Dec 29, 2010 15:20 GMT  ·  By
The best choice for a green roof could be the saxifrage pink, because besides being resistant, it is also attractive and it has a persistent flowering habit.
   The best choice for a green roof could be the saxifrage pink, because besides being resistant, it is also attractive and it has a persistent flowering habit.

Researchers from the Department of Horticulture at The Pennsylvania State University carried out a study that assessed the influence that the type of substrate and depth can have on five common green roof plants.

There are certain advantages in having a garden on the roof of your house but these plants have certain needs and it is not always easy to meet them.

Plants on roofs must bear extreme rooftop conditions, so the substrates in which they grow must respect some very strict horticultural and structural standards.

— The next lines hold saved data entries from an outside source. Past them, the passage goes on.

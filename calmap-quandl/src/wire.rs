//! JSON shapes of the `datasets/{code}/data.json` endpoint.

use serde::Deserialize;
use serde_json::Value;

/// Top-level success body.
#[derive(Debug, Clone, Deserialize)]
pub struct DatasetEnvelope {
    /// The table itself.
    pub dataset_data: DatasetData,
}

/// Column names plus row-major data; the first column is normally `Date`.
#[derive(Debug, Clone, Default, PartialEq, Deserialize)]
pub struct DatasetData {
    /// Column headers, including the date column.
    pub column_names: Vec<String>,
    /// Rows aligned with `column_names`; values are strings, numbers or null.
    #[serde(default)]
    pub data: Vec<Vec<Value>>,
}

/// Error body, e.g. `{"quandl_error": {"code": "QECx02", "message": "..."}}`.
#[derive(Debug, Clone, Deserialize)]
pub struct ErrorEnvelope {
    /// Structured error.
    pub quandl_error: ApiError,
}

/// Structured API error.
#[derive(Debug, Clone, Deserialize)]
pub struct ApiError {
    /// Vendor error code.
    pub code: String,
    /// Human-readable message.
    pub message: String,
}
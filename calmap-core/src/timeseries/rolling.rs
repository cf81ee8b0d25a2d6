use crate::types::{Observation, TimeSeries};

/// Trailing moving average over `window` observations.
///
/// The value at position `i` is the per-field mean of positions
/// `max(0, i - window + 1)..=i`. The window narrows at the start instead of
/// leaving leading gaps, and never looks past `i`.
///
/// A `window` of 0 or 1 returns the series unchanged.
#[must_use]
#[allow(clippy::cast_precision_loss)]
pub fn rolling_mean(series: TimeSeries, window: usize) -> TimeSeries {
    if window <= 1 || series.len() < 2 {
        return series;
    }
    let width = series.fields().len();
    let points = series.points();
    let averaged: Vec<Observation> = points
        .iter()
        .enumerate()
        .map(|(i, p)| {
            let from = (i + 1).saturating_sub(window);
            let span = &points[from..=i];
            let n = span.len() as f64;
            let values = (0..width)
                .map(|f| span.iter().map(|q| q.values[f]).sum::<f64>() / n)
                .collect();
            Observation::new(p.date, values)
        })
        .collect();
    let (fields, _) = series.into_parts();
    TimeSeries::from_parts_unchecked(fields, averaged)
}
use chrono::{Datelike, NaiveDate};

use crate::CalmapError;
use crate::timeseries::dates::month_end;
use crate::types::{CollapseFunc, CollapsePeriod, Observation, TimeSeries};

/// Last day of the `period` bucket containing `date`.
///
/// Buckets are half-open intervals `(previous end, end]`, so the label is
/// always on or after every member date.
#[must_use]
pub fn period_end(date: NaiveDate, period: CollapsePeriod) -> Option<NaiveDate> {
    match period {
        CollapsePeriod::Monthly => month_end(date),
        CollapsePeriod::Quarterly => {
            let last_month = date.month0() / 3 * 3 + 3;
            NaiveDate::from_ymd_opt(date.year(), last_month, 1).and_then(month_end)
        }
        CollapsePeriod::Annual => NaiveDate::from_ymd_opt(date.year(), 12, 31),
    }
}

/// Running per-field accumulator for one bucket.
struct BucketAgg {
    label: NaiveDate,
    count: usize,
    sum: Vec<f64>,
    min: Vec<f64>,
    max: Vec<f64>,
}

impl BucketAgg {
    fn start(label: NaiveDate, values: &[f64]) -> Self {
        Self {
            label,
            count: 1,
            sum: values.to_vec(),
            min: values.to_vec(),
            max: values.to_vec(),
        }
    }

    fn push(&mut self, values: &[f64]) {
        self.count += 1;
        for (i, &v) in values.iter().enumerate() {
            self.sum[i] += v;
            self.min[i] = self.min[i].min(v);
            self.max[i] = self.max[i].max(v);
        }
    }

    #[allow(clippy::cast_precision_loss)]
    fn finish(self, func: CollapseFunc) -> Observation {
        let values = match func {
            CollapseFunc::Mean => {
                let n = self.count as f64;
                self.sum.into_iter().map(|s| s / n).collect()
            }
            CollapseFunc::Min => self.min,
            CollapseFunc::Max => self.max,
        };
        Observation::new(self.label, values)
    }
}

/// Generic collapser that groups a sorted series by a bucket function and
/// aggregates each field within each bucket.
///
/// `bucket_of` must be non-decreasing in its argument so that equal labels
/// are contiguous in a sorted series.
fn collapse_by<F>(
    series: TimeSeries,
    func: CollapseFunc,
    bucket_of: F,
) -> Result<TimeSeries, CalmapError>
where
    F: Fn(NaiveDate) -> Option<NaiveDate>,
{
    let (fields, points) = series.into_parts();
    let mut out: Vec<Observation> = Vec::new();
    let mut current: Option<BucketAgg> = None;

    for p in points {
        let label = bucket_of(p.date).ok_or_else(|| {
            CalmapError::Data(format!("no collapse bucket for observation at {}", p.date))
        })?;
        match current.as_mut() {
            Some(agg) if agg.label == label => agg.push(&p.values),
            _ => {
                if let Some(done) = current.replace(BucketAgg::start(label, &p.values)) {
                    out.push(done.finish(func));
                }
            }
        }
    }
    if let Some(done) = current {
        out.push(done.finish(func));
    }

    TimeSeries::new(fields, out)
}

/// Collapse a series into calendar periods labelled by their last day.
///
/// - Each non-empty bucket yields one observation dated at the bucket end.
/// - Empty buckets yield nothing; no zeros or gaps are fabricated.
/// - Each field is aggregated independently with `func`.
///
/// An empty input collapses to an empty series with the same fields.
///
/// # Errors
/// Returns `Err(CalmapError::Data)` if a bucket label falls outside the
/// supported calendar.
///
/// ```
/// use calmap_core::{collapse, CollapseFunc, CollapsePeriod, TimeSeries};
/// use chrono::NaiveDate;
/// fn d(y: i32, m: u32, day: u32) -> NaiveDate { NaiveDate::from_ymd_opt(y, m, day).unwrap() }
/// let s = TimeSeries::single("px", [(d(2020, 1, 5), 5.0), (d(2020, 1, 20), 9.0), (d(2020, 2, 10), 3.0)]).unwrap();
/// let out = collapse(s, CollapsePeriod::Monthly, CollapseFunc::Max).unwrap();
/// let dates: Vec<_> = out.dates().collect();
/// assert_eq!(dates, vec![d(2020, 1, 31), d(2020, 2, 29)]);
/// assert_eq!(out.points()[0].values, vec![9.0]);
/// ```
#[cfg_attr(
    feature = "tracing",
    tracing::instrument(
        name = "calmap_core::collapse",
        skip(series),
        fields(points = series.len()),
    )
)]
pub fn collapse(
    series: TimeSeries,
    period: CollapsePeriod,
    func: CollapseFunc,
) -> Result<TimeSeries, CalmapError> {
    collapse_by(series, func, move |d| period_end(d, period))
}
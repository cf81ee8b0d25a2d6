//! Pure pipeline stages applied to a provider series.
//!
//! Modules, in pipeline order:
//! - `dates`: parse requested dates and derive the provider query range
//! - `collapse`: aggregate a series into month/quarter/year buckets
//! - `rolling`: trailing moving average
//! - `remap`: forward-fill lookup onto the requested calendar
/// Period aggregation labelled by period end.
pub mod collapse;
/// Requested-date parsing and month-end resolution.
pub mod dates;
/// Causal remapping of a series onto requested dates.
pub mod remap;
/// Trailing moving averages.
pub mod rolling;
/// Series invariant checks.
pub mod util;
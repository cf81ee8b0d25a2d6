//! calmap-quandl
//!
//! Public connector that implements `CalmapConnector` on top of the Quandl /
//! Nasdaq Data Link v3 time-series API (`datasets/{code}/data.json`).
//!
//! The connector asks the API for ascending, daily-collapsed rows over the
//! requested range, drops the date column into the observation date, selects
//! the requested field(s), and discards rows with missing values.
#![warn(missing_docs)]

/// Adapter definitions and the production adapter backed by `reqwest`.
pub mod adapter;
/// Explicit provider configuration.
pub mod config;
/// Response body shapes.
pub mod wire;

use std::sync::Arc;

use async_trait::async_trait;
use chrono::NaiveDate;
use serde_json::Value;

use adapter::{DatasetQuery, QuandlDatasets, RealAdapter};
use calmap_core::connector::{CalmapConnector, PriceSeriesProvider};
use calmap_core::{CalmapError, SeriesRequest, TimeSeries};
pub use config::QuandlConfig;
use wire::DatasetData;

#[cfg(feature = "test-adapters")]
type DatasetsAdapter = Arc<dyn QuandlDatasets>;
#[cfg(not(feature = "test-adapters"))]
type DatasetsAdapter = Arc<RealAdapter>;

/// Public connector type. Production users construct it with [`QuandlConnector::new`].
pub struct QuandlConnector {
    datasets: DatasetsAdapter,
    collapse_daily: bool,
}

impl QuandlConnector {
    /// Connector name, also used to tag its errors.
    pub const NAME: &'static str = "calmap-quandl";

    /// Build with a fresh HTTP client for `cfg`.
    ///
    /// # Errors
    /// Returns a connector error if the HTTP client cannot be built.
    pub fn new(cfg: QuandlConfig) -> Result<Self, CalmapError> {
        let collapse_daily = cfg.collapse_daily;
        let a = RealAdapter::new(cfg)?;
        Ok(Self::from_real(a, collapse_daily))
    }

    /// Build from a provided `reqwest::Client`.
    #[must_use]
    pub fn with_client(http: reqwest::Client, cfg: QuandlConfig) -> Self {
        let collapse_daily = cfg.collapse_daily;
        Self::from_real(RealAdapter::with_client(http, cfg), collapse_daily)
    }

    fn from_real(adapter: RealAdapter, collapse_daily: bool) -> Self {
        Self {
            datasets: Arc::new(adapter),
            collapse_daily,
        }
    }

    /// For tests/injection (requires the `test-adapters` feature).
    #[cfg(feature = "test-adapters")]
    pub fn from_adapter(datasets: Arc<dyn QuandlDatasets>, collapse_daily: bool) -> Self {
        Self {
            datasets,
            collapse_daily,
        }
    }

    fn normalize_error(e: CalmapError) -> CalmapError {
        match e {
            CalmapError::Connector { msg, .. } => CalmapError::connector(Self::NAME, msg),
            other => other,
        }
    }
}

/// Turn a raw table into rows keyed by date.
///
/// The date column is the one named `Date` (any case) or, failing that, the
/// first column. Cells that are null or not numeric become gaps.
fn split_table(
    data: DatasetData,
) -> Result<(Vec<String>, Vec<(NaiveDate, Vec<Option<f64>>)>), CalmapError> {
    let DatasetData { column_names, data } = data;
    if column_names.len() < 2 {
        return Err(CalmapError::connector(
            QuandlConnector::NAME,
            format!("dataset has {} columns, need a date and a value", column_names.len()),
        ));
    }
    let date_idx = column_names
        .iter()
        .position(|c| c.eq_ignore_ascii_case("date"))
        .unwrap_or(0);
    let fields: Vec<String> = column_names
        .iter()
        .enumerate()
        .filter(|(i, _)| *i != date_idx)
        .map(|(_, c)| c.clone())
        .collect();

    let mut rows = Vec::with_capacity(data.len());
    for row in data {
        if row.len() != column_names.len() {
            return Err(CalmapError::Data(format!(
                "row has {} cells, expected {}",
                row.len(),
                column_names.len()
            )));
        }
        let date = row[date_idx]
            .as_str()
            .and_then(|s| NaiveDate::parse_from_str(s, "%Y-%m-%d").ok())
            .ok_or_else(|| CalmapError::Data(format!("bad date cell {}", row[date_idx])))?;
        let values = row
            .iter()
            .enumerate()
            .filter(|(i, _)| *i != date_idx)
            .map(|(_, v)| cell_value(v))
            .collect();
        rows.push((date, values));
    }
    Ok((fields, rows))
}

fn cell_value(v: &Value) -> Option<f64> {
    match v {
        Value::Number(n) => n.as_f64(),
        Value::String(s) => s.trim().parse().ok(),
        _ => None,
    }
}

#[async_trait]
impl CalmapConnector for QuandlConnector {
    fn name(&self) -> &'static str {
        Self::NAME
    }

    fn vendor(&self) -> &'static str {
        "Nasdaq Data Link (Quandl)"
    }

    fn as_series_provider(&self) -> Option<&dyn PriceSeriesProvider> {
        Some(self as &dyn PriceSeriesProvider)
    }
}

#[async_trait]
impl PriceSeriesProvider for QuandlConnector {
    #[cfg_attr(
        feature = "tracing",
        tracing::instrument(
            name = "calmap_quandl::series",
            skip(self, req),
            fields(symbol = %req.symbol, column = %req.column),
        )
    )]
    async fn series(&self, req: &SeriesRequest) -> Result<TimeSeries, CalmapError> {
        let query = DatasetQuery {
            start: req.range.start(),
            end: req.range.end(),
            collapse: self.collapse_daily.then_some("daily"),
            order: "asc",
        };
        let table = self
            .datasets
            .fetch(&req.symbol, &query)
            .await
            .map_err(Self::normalize_error)?;
        let (fields, rows) = split_table(table)?;
        let series = TimeSeries::from_rows(fields, rows, &req.column)?.restrict(req.range);
        #[cfg(feature = "tracing")]
        tracing::debug!(points = series.len(), "dataset converted");
        Ok(series)
    }
}
//! calmap-core
//!
//! Core types, traits, and the pure remapping pipeline shared across the calmap
//! ecosystem.
//!
//! - `types`: the series model (`TimeSeries`, `Observation`) and provider requests.
//! - `connector`: the `CalmapConnector` trait and the `PriceSeriesProvider` role.
//! - `timeseries`: the pipeline stages, each a pure function from one series to a new one.
//!
//! Pipeline order
//! --------------
//! `normalize` turns raw request dates into a target calendar and the range to
//! fetch. After the provider returns a series, `collapse` (optional) buckets it by
//! period end, `rolling_mean` (optional) smooths it with a trailing window, and
//! `remap` forward-fills it onto the target calendar.
//!
//! Every stage is causal: a value attributed to date `T` depends only on
//! observations dated on or before `T`.
#![warn(missing_docs)]

/// Connector capability traits and the primary `CalmapConnector` interface.
pub mod connector;
/// Pipeline stages over daily series.
pub mod timeseries;
pub mod types;

pub use calmap_types::CalmapError;
pub use connector::{CalmapConnector, PriceSeriesProvider};
pub use timeseries::collapse::{collapse, period_end};
pub use timeseries::dates::{TargetCalendar, month_end, normalize, parse_dates};
pub use timeseries::remap::{Mapped, Remapped, floor_index, remap};
pub use timeseries::rolling::rolling_mean;
pub use types::*;
use std::sync::Arc;
use std::time::Duration;

use calmap::{Calmap, CalmapError, FetchStrategy, RemapRequest, TimeSeries};
use calmap_mock::MockConnector;

use crate::helpers::{BASIC, EMPTY, ScriptedConnector, d, series};

fn req() -> RemapRequest {
    RemapRequest::new("X", "Value", ["2020-01-10"])
}

#[tokio::test]
async fn priority_uses_registration_order() {
    let first = ScriptedConnector::builder()
        .name("first")
        .delay(Duration::from_millis(20))
        .returns(series(&[("2020-01-01", 1.0)]))
        .build();
    let second = ScriptedConnector::builder()
        .name("second")
        .returns(series(&[("2020-01-01", 2.0)]))
        .build();
    let calmap = Calmap::builder()
        .with_connector(first.clone())
        .with_connector(second.clone())
        .build()
        .unwrap();

    let resp = calmap.remap(&req()).await.unwrap();
    assert_eq!(resp.scalars(), vec![(d(2020, 1, 10), 1.0)]);
    assert_eq!(second.calls(), 0);
}

#[tokio::test]
async fn priority_falls_back_on_failure() {
    let broken = ScriptedConnector::builder()
        .name("broken")
        .fails(CalmapError::connector("broken", "boom"))
        .build();
    let backup = ScriptedConnector::builder()
        .name("backup")
        .returns(series(&[("2020-01-01", 7.0)]))
        .build();
    let calmap = Calmap::builder()
        .with_connector(broken.clone())
        .with_connector(backup.clone())
        .build()
        .unwrap();

    let resp = calmap.remap(&req()).await.unwrap();
    assert_eq!(resp.scalars(), vec![(d(2020, 1, 10), 7.0)]);
    assert_eq!((broken.calls(), backup.calls()), (1, 1));
}

#[tokio::test]
async fn empty_series_falls_through_to_the_next_provider() {
    let empty = ScriptedConnector::builder()
        .name("empty")
        .returns(TimeSeries::empty(vec!["Value".into()]))
        .build();
    let backup = ScriptedConnector::builder()
        .name("backup")
        .returns(series(&[("2020-01-01", 3.0)]))
        .build();
    let calmap = Calmap::builder()
        .with_connector(empty)
        .with_connector(backup)
        .build()
        .unwrap();

    let resp = calmap.remap(&req()).await.unwrap();
    assert_eq!(resp.scalars(), vec![(d(2020, 1, 10), 3.0)]);
}

#[tokio::test]
async fn every_provider_empty_is_empty_series() {
    let calmap = Calmap::builder()
        .with_connector(Arc::new(MockConnector::named("a")))
        .with_connector(Arc::new(MockConnector::named("b")))
        .build()
        .unwrap();
    let err = calmap
        .remap(&RemapRequest::new(EMPTY, "Value", ["2020-01-10"]))
        .await
        .unwrap_err();
    assert!(matches!(err, CalmapError::EmptySeries { .. }), "{err:?}");

    // A range with no fixture rows is empty too.
    let err = calmap
        .remap(&RemapRequest::new(BASIC, "Value", ["2010-01-10"]))
        .await
        .unwrap_err();
    assert!(matches!(err, CalmapError::EmptySeries { .. }), "{err:?}");
}

#[tokio::test]
async fn every_provider_not_found_is_not_found() {
    let calmap = Calmap::builder()
        .with_connector(Arc::new(MockConnector::named("a")))
        .with_connector(Arc::new(MockConnector::named("b")))
        .build()
        .unwrap();
    let err = calmap
        .remap(&RemapRequest::new("NOPE", "Value", ["2020-01-10"]))
        .await
        .unwrap_err();
    assert!(matches!(err, CalmapError::NotFound { .. }), "{err:?}");
}

#[tokio::test]
async fn mixed_failures_are_aggregated_and_tagged() {
    let bad_data = ScriptedConnector::builder()
        .name("bad_data")
        .fails(CalmapError::Data("unsorted rows".into()))
        .build();
    let missing = ScriptedConnector::builder()
        .name("missing")
        .fails(CalmapError::not_found("X"))
        .build();
    let calmap = Calmap::builder()
        .with_connector(bad_data)
        .with_connector(missing)
        .build()
        .unwrap();

    let err = calmap.remap(&req()).await.unwrap_err();
    let flat = err.flatten();
    assert_eq!(flat.len(), 2);
    assert!(
        matches!(&flat[0], CalmapError::Connector { connector, .. } if connector == "bad_data"),
        "{flat:?}"
    );
    assert!(matches!(flat[1], CalmapError::NotFound { .. }));
}

#[tokio::test]
async fn connectors_without_series_are_skipped() {
    let none = ScriptedConnector::builder().name("none").without_series().build();
    let calmap = Calmap::builder().with_connector(none.clone()).build().unwrap();
    let err = calmap.remap(&req()).await.unwrap_err();
    assert!(matches!(err, CalmapError::Unsupported { .. }), "{err:?}");
    assert_eq!(none.calls(), 0);

    let backup = ScriptedConnector::builder()
        .name("backup")
        .returns(series(&[("2020-01-01", 4.0)]))
        .build();
    let calmap = Calmap::builder()
        .with_connector(none)
        .with_connector(backup)
        .build()
        .unwrap();
    assert_eq!(
        calmap.remap(&req()).await.unwrap().scalars(),
        vec![(d(2020, 1, 10), 4.0)]
    );
}

#[tokio::test(start_paused = true)]
async fn latency_returns_fastest_success() {
    let slow = ScriptedConnector::builder()
        .name("slow")
        .delay(Duration::from_millis(100))
        .returns(series(&[("2020-01-01", 99.0)]))
        .build();
    let fast = ScriptedConnector::builder()
        .name("fast")
        .delay(Duration::from_millis(10))
        .returns(series(&[("2020-01-01", 11.0)]))
        .build();
    let calmap = Calmap::builder()
        .with_connector(slow)
        .with_connector(fast)
        .fetch_strategy(FetchStrategy::Latency)
        .build()
        .unwrap();

    let resp = calmap.remap(&req()).await.unwrap();
    assert_eq!(resp.scalars(), vec![(d(2020, 1, 10), 11.0)]);
}

#[tokio::test(start_paused = true)]
async fn latency_ignores_faster_failure() {
    let fast_fail = ScriptedConnector::builder()
        .name("fast_fail")
        .delay(Duration::from_millis(5))
        .fails(CalmapError::connector("fast_fail", "boom"))
        .build();
    let slow_ok = ScriptedConnector::builder()
        .name("slow_ok")
        .delay(Duration::from_millis(20))
        .returns(series(&[("2020-01-01", 77.0)]))
        .build();
    let calmap = Calmap::builder()
        .with_connector(fast_fail)
        .with_connector(slow_ok)
        .fetch_strategy(FetchStrategy::Latency)
        .build()
        .unwrap();

    let resp = calmap.remap(&req()).await.unwrap();
    assert_eq!(resp.scalars(), vec![(d(2020, 1, 10), 77.0)]);
}

#[tokio::test]
async fn latency_aggregates_when_everything_fails() {
    let a = ScriptedConnector::builder()
        .name("a")
        .fails(CalmapError::connector("a", "down"))
        .build();
    let b = ScriptedConnector::builder()
        .name("b")
        .fails(CalmapError::connector("b", "down"))
        .build();
    let calmap = Calmap::builder()
        .with_connector(a)
        .with_connector(b)
        .fetch_strategy(FetchStrategy::Latency)
        .build()
        .unwrap();

    let err = calmap.remap(&req()).await.unwrap_err();
    assert!(
        matches!(err, CalmapError::AllProvidersFailed(ref v) if v.len() == 2),
        "{err:?}"
    );
}

#[tokio::test]
async fn a_single_failing_provider_reports_its_own_error() {
    let only = ScriptedConnector::builder()
        .name("only")
        .fails(CalmapError::connector("only", "HTTP 503"))
        .build();
    let calmap = Calmap::builder().with_connector(only).build().unwrap();

    let err = calmap.remap(&req()).await.unwrap_err();
    assert_eq!(err, CalmapError::connector("only", "HTTP 503"));
}
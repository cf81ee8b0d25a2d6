use std::fmt;

use serde::{Deserialize, Serialize};
use url::Url;

/// Public v3 endpoint of the Quandl / Nasdaq Data Link time-series API.
pub const DEFAULT_BASE_URL: &str = "https://data.nasdaq.com/api/v3/";

/// Environment variable read by [`QuandlConfig::from_env`].
pub const API_KEY_ENV: &str = "QUANDL_API_KEY";

/// Explicit provider configuration, passed to the connector at construction.
#[derive(Clone, PartialEq, Eq, Serialize, Deserialize)]
#[serde(default)]
pub struct QuandlConfig {
    /// API key sent as `api_key`. Anonymous access is rate limited upstream.
    pub api_key: Option<String>,
    /// Root of the v3 API; dataset paths are joined onto it.
    pub base_url: Url,
    /// Ask the API for `collapse=daily` so the series is at most daily.
    pub collapse_daily: bool,
}

impl Default for QuandlConfig {
    fn default() -> Self {
        Self {
            api_key: None,
            base_url: Url::parse(DEFAULT_BASE_URL).expect("DEFAULT_BASE_URL is an absolute URL"),
            collapse_daily: true,
        }
    }
}

impl QuandlConfig {
    /// Default configuration with the API key taken from `QUANDL_API_KEY`, if set.
    ///
    /// Intended for binaries; the connector itself never reads the environment.
    #[must_use]
    pub fn from_env() -> Self {
        Self {
            api_key: std::env::var(API_KEY_ENV).ok().filter(|k| !k.is_empty()),
            ..Self::default()
        }
    }

    /// Set the API key.
    #[must_use]
    pub fn with_api_key(mut self, key: impl Into<String>) -> Self {
        self.api_key = Some(key.into());
        self
    }

    /// Point at a different API root (e.g. a local mock server).
    ///
    /// A trailing slash is added when missing so dataset paths join below it.
    #[must_use]
    pub fn with_base_url(mut self, url: Url) -> Self {
        self.base_url = with_trailing_slash(url);
        self
    }
}

/// Append `/` to the path of `url` unless it already ends with one.
pub(crate) fn with_trailing_slash(mut url: Url) -> Url {
    if !url.path().ends_with('/') {
        let path = format!("{}/", url.path());
        url.set_path(&path);
    }
    url
}

impl fmt::Debug for QuandlConfig {
    fn fmt(&self, f: &mut fmt::Formatter<'_>) -> fmt::Result {
        f.debug_struct("QuandlConfig")
            .field("api_key", &self.api_key.as_ref().map(|_| "<redacted>"))
            .field("base_url", &self.base_url.as_str())
            .field("collapse_daily", &self.collapse_daily)
            .finish()
    }
}
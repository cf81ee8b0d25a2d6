//! Deterministic connectors for tests and demos.
//!
//! [`MockConnector`] serves fixed fixture tables by symbol and honors the
//! requested range and column like a real provider. [`DynamicMockConnector`]
//! defers every answer to a controller so tests can script failures and hangs.
use std::time::Duration;

use async_trait::async_trait;
use calmap_core::connector::{CalmapConnector, PriceSeriesProvider};
use calmap_core::{CalmapError, SeriesRequest, TimeSeries};

mod dynamic;
mod fixtures;

pub use dynamic::{DynamicMockConnector, DynamicMockController, MockBehavior};

/// Symbols with a fixture table in [`MockConnector`].
pub const FIXTURE_SYMBOLS: &[&str] = &[
    "SCENARIO/BASIC",
    "SCENARIO/MONTHLY",
    "SCENARIO/DAILY",
    "LBMA/GOLD",
    "EMPTY",
];

/// Mock connector for CI-safe examples. Provides deterministic data from static fixtures.
///
/// Besides [`FIXTURE_SYMBOLS`], two symbols are special:
/// - `FAIL` returns a connector error;
/// - `TIMEOUT` sleeps before answering so an orchestrator timeout can fire.
pub struct MockConnector {
    name: &'static str,
    latency: Duration,
}

impl Default for MockConnector {
    fn default() -> Self {
        Self::new()
    }
}

impl MockConnector {
    /// Connector named `calmap-mock`.
    #[must_use]
    pub const fn new() -> Self {
        Self {
            name: "calmap-mock",
            latency: Duration::from_millis(200),
        }
    }

    /// Same fixtures under a different connector name.
    #[must_use]
    pub const fn named(name: &'static str) -> Self {
        Self {
            name,
            latency: Duration::from_millis(200),
        }
    }

    /// Override how long `TIMEOUT` sleeps.
    #[must_use]
    pub const fn with_latency(mut self, latency: Duration) -> Self {
        self.latency = latency;
        self
    }

    async fn maybe_fail_or_timeout(&self, symbol: &str) -> Result<(), CalmapError> {
        match symbol {
            "FAIL" => Err(CalmapError::connector(self.name, "forced failure: series")),
            "TIMEOUT" => {
                tokio::time::sleep(self.latency).await;
                Ok(())
            }
            _ => Ok(()),
        }
    }
}

#[async_trait]
impl CalmapConnector for MockConnector {
    fn name(&self) -> &'static str {
        self.name
    }

    fn vendor(&self) -> &'static str {
        "Mock"
    }

    fn as_series_provider(&self) -> Option<&dyn PriceSeriesProvider> {
        Some(self as &dyn PriceSeriesProvider)
    }
}

#[async_trait]
impl PriceSeriesProvider for MockConnector {
    async fn series(&self, req: &SeriesRequest) -> Result<TimeSeries, CalmapError> {
        let s = req.symbol.as_str();
        self.maybe_fail_or_timeout(s).await?;
        let raw = fixtures::series::by_symbol(s)
            .ok_or_else(|| CalmapError::not_found(format!("series for {s}")))?;
        let fields = raw.fields.iter().map(|f| (*f).to_string()).collect();
        let rows = raw
            .rows
            .into_iter()
            .filter(|(d, _)| req.range.contains(*d))
            .collect();
        TimeSeries::from_rows(fields, rows, &req.column)
    }
}
mod common;
use calmap::{Calmap, CollapseFunc, CollapsePeriod, RemapRequest, RollingWindow};
use common::get_connector;
use tracing_subscriber::EnvFilter;

#[tokio::main]
async fn main() -> Result<(), Box<dyn std::error::Error>> {
    // 1. Log pipeline decisions when RUST_LOG asks for them (build with `--features tracing`).
    tracing_subscriber::fmt()
        .with_env_filter(EnvFilter::from_default_env())
        .init();

    // 2. Build the orchestrator over one connector.
    let calmap = Calmap::builder().with_connector(get_connector()?).build()?;

    // 3. Month-end AM fixings for the first quarter of 2020.
    let req = RemapRequest::new("LBMA/GOLD", "USD (AM)", ["2020-01", "2020-02", "2020-03"]);
    println!("{}", calmap.remap(&req).await?.to_json()?);

    // 4. Monthly maxima smoothed over two months, every field.
    let req = RemapRequest::new("LBMA/GOLD", "ALL", ["2020-Mar", "2020-Jun", "2020-Sep"])
        .with_collapse(CollapsePeriod::Monthly, CollapseFunc::Max)
        .with_rolling(RollingWindow::new(2));
    println!("{}", calmap.remap(&req).await?.to_json()?);

    // 5. The raw JSON surface used by embedders.
    let body = r#"{"symbol":"LBMA/GOLD","column":"USD (PM)","dates":["2020-02-03","2020-02-04"]}"#;
    println!("{}", calmap.handle_json(body).await);

    Ok(())
}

The concept of having plants of rooftops is an old one, and the reasons behind it are simple: green roofs can reduce stormwater runoff, improve air quality, mitigate urban heat, decrease the demand for air conditioning and greenhouse gas emissions, and they also provide a habitat for birds and wildlife.

Very popular in Europe, the concept starts catching up in North America too, so there are a few things that people who intent on growing green roofs need to know, like, for example, the fact that substrates are crucial and that deeper ones retain more water for plants during dry periods, but they also weigh more, especially when they are near saturation.

Christine E. Thuring, Robert D. Berghage, and David J. Beattie conducted a study with the purpose of evaluating the effects of substrate type and depth on the establishment and early growth of five plants that are popular in North American green roof designs.

Their hypothesis was that early drought is more harmful for plants grown in shallow rather than deeper substrate depths, and also, the plants that survived early drought would produce less shoot biomass than those that underwent late drought.

The five popular kinds of roof plants were two stonecrops, one ice plant, and two herbaceous perennials, and they were all planted in different depths – 30, 60 and 120 mm, of expanded shale and expanded clay – two green roof substrates, commercially available.

Three droughts treatments were applied to study flats inside a plasticulture tunnel – no drought, 2 weeks early drought and 2 weeks late drought.

At the end of the experiment, the researchers concluded that the two stonecrops did well under most conditions (except for tasteless stonecrop, stunted by early drought).

As for the ice plant, it performed erratically and just like the maiden pink, it was affected by the drought during establishment.

Finally, the herbaceous perennials had the fewest survivors in the expanded shale, once subjected to any drought.

The three most resilient species used in the study (saxifrage pink, white stonecrop and tasteless stonecrop) always produced more shoot biomass as the substrate depth increased, whether water was available or not.

Maybe the best choice for your green roof could be the saxifrage pink, because besides being resistant, it is also attractive and it has a persistent flowering habit.

The scientists concluded that “this experiment revealed the variability among drought-tolerant species to various treatments, as well as the different plant responses to substrate type during drought.”

The study was published in HortTechnology.